** Task inputs follows **
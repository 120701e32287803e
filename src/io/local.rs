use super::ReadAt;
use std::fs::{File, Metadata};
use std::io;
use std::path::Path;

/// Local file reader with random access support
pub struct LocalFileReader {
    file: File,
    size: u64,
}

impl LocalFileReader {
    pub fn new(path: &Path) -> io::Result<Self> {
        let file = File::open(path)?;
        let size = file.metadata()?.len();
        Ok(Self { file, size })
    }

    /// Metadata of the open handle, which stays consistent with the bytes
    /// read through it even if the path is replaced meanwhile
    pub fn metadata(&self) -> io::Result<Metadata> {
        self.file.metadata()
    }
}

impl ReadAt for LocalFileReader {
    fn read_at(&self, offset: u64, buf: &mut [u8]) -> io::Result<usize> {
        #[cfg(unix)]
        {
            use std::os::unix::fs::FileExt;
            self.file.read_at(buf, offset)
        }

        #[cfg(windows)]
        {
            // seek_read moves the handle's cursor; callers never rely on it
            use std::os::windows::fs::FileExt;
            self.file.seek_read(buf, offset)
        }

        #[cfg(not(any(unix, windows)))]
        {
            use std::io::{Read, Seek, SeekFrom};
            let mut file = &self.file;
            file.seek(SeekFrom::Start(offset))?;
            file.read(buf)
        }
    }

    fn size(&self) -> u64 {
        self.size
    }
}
** End of Task inputs **
** Task inputs follows **
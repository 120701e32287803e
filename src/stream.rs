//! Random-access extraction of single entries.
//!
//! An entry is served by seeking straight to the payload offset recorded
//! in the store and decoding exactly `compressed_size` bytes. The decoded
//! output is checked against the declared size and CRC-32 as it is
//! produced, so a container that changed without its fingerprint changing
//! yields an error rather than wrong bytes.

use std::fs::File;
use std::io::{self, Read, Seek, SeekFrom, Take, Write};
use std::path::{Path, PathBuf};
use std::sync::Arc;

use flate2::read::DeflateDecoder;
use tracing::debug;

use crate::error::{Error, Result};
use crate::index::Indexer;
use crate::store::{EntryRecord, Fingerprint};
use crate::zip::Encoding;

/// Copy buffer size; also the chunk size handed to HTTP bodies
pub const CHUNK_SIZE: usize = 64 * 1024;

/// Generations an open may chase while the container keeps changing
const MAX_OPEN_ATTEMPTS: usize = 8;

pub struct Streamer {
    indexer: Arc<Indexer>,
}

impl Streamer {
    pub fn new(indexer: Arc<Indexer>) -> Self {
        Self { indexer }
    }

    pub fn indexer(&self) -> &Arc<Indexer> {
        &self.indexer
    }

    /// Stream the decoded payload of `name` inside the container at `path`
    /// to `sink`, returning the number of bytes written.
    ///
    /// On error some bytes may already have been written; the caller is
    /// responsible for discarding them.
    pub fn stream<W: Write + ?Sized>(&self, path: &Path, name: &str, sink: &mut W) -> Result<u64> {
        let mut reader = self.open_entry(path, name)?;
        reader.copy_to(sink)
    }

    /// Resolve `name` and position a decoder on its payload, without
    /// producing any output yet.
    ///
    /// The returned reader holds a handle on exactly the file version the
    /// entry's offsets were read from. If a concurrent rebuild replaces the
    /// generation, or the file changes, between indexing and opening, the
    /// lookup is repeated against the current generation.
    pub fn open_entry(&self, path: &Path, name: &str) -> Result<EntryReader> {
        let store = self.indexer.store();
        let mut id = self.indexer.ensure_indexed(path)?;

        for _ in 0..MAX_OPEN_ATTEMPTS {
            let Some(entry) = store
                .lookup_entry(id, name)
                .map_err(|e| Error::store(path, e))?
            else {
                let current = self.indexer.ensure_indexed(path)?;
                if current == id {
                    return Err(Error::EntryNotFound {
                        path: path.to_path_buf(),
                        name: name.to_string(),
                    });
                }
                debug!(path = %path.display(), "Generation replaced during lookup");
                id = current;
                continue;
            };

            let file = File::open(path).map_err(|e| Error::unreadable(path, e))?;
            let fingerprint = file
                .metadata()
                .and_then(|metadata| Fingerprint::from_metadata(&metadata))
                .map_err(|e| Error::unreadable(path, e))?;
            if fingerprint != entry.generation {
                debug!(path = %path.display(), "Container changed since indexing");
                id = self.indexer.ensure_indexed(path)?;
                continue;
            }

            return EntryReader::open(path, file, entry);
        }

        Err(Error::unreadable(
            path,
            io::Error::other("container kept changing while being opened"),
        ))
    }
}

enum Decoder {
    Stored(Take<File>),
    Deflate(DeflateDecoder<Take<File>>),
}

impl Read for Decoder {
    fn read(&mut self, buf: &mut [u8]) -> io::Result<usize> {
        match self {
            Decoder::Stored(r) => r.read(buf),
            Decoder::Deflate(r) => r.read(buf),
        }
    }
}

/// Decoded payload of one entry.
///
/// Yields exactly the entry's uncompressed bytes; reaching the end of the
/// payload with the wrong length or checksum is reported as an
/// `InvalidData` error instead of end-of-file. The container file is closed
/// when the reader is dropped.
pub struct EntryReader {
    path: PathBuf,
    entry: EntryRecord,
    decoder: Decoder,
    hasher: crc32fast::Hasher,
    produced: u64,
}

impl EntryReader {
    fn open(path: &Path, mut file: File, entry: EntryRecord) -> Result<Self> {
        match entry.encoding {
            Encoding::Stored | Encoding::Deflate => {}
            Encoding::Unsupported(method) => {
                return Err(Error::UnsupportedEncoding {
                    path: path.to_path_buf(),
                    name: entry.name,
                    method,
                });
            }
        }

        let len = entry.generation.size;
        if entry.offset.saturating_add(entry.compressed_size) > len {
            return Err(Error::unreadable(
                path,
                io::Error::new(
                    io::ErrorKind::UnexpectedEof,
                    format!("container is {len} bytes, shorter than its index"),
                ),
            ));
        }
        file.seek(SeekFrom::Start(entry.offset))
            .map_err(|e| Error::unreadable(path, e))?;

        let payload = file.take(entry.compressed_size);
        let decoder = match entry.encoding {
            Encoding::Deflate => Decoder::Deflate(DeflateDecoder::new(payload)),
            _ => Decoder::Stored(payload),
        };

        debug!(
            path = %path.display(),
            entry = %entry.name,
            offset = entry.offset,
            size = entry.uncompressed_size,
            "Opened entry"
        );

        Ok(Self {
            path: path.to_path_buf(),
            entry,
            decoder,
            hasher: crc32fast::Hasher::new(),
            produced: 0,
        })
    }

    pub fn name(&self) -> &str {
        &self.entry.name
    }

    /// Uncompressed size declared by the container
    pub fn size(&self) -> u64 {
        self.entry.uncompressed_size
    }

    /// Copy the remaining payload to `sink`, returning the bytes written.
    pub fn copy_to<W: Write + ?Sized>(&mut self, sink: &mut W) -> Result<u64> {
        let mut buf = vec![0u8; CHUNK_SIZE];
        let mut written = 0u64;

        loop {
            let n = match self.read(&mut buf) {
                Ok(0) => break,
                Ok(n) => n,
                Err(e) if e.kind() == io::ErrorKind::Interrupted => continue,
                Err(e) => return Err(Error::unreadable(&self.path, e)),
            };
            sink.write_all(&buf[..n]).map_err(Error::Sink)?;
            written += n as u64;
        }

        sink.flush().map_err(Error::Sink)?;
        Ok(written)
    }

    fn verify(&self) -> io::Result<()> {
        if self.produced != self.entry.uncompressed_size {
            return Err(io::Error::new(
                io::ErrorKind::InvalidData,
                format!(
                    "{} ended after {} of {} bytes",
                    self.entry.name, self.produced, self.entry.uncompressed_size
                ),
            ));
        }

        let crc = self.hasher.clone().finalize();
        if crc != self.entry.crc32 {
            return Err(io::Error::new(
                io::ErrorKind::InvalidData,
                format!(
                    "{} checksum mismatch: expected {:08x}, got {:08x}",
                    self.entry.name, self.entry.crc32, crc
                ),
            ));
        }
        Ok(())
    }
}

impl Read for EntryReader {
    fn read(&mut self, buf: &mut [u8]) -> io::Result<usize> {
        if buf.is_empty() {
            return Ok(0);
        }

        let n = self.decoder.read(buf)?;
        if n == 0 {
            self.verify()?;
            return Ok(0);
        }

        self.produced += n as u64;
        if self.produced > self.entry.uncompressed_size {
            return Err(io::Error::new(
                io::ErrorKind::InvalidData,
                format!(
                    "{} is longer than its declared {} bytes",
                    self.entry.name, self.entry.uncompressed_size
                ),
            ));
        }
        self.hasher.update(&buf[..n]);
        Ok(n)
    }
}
** End of Task inputs **
### Your objective:
Could you return all lines from the records that include the word "wrong"?

### Reply:
//! yields an error rather than wrong bytes.
/// payload with the wrong length or checksum is reported as an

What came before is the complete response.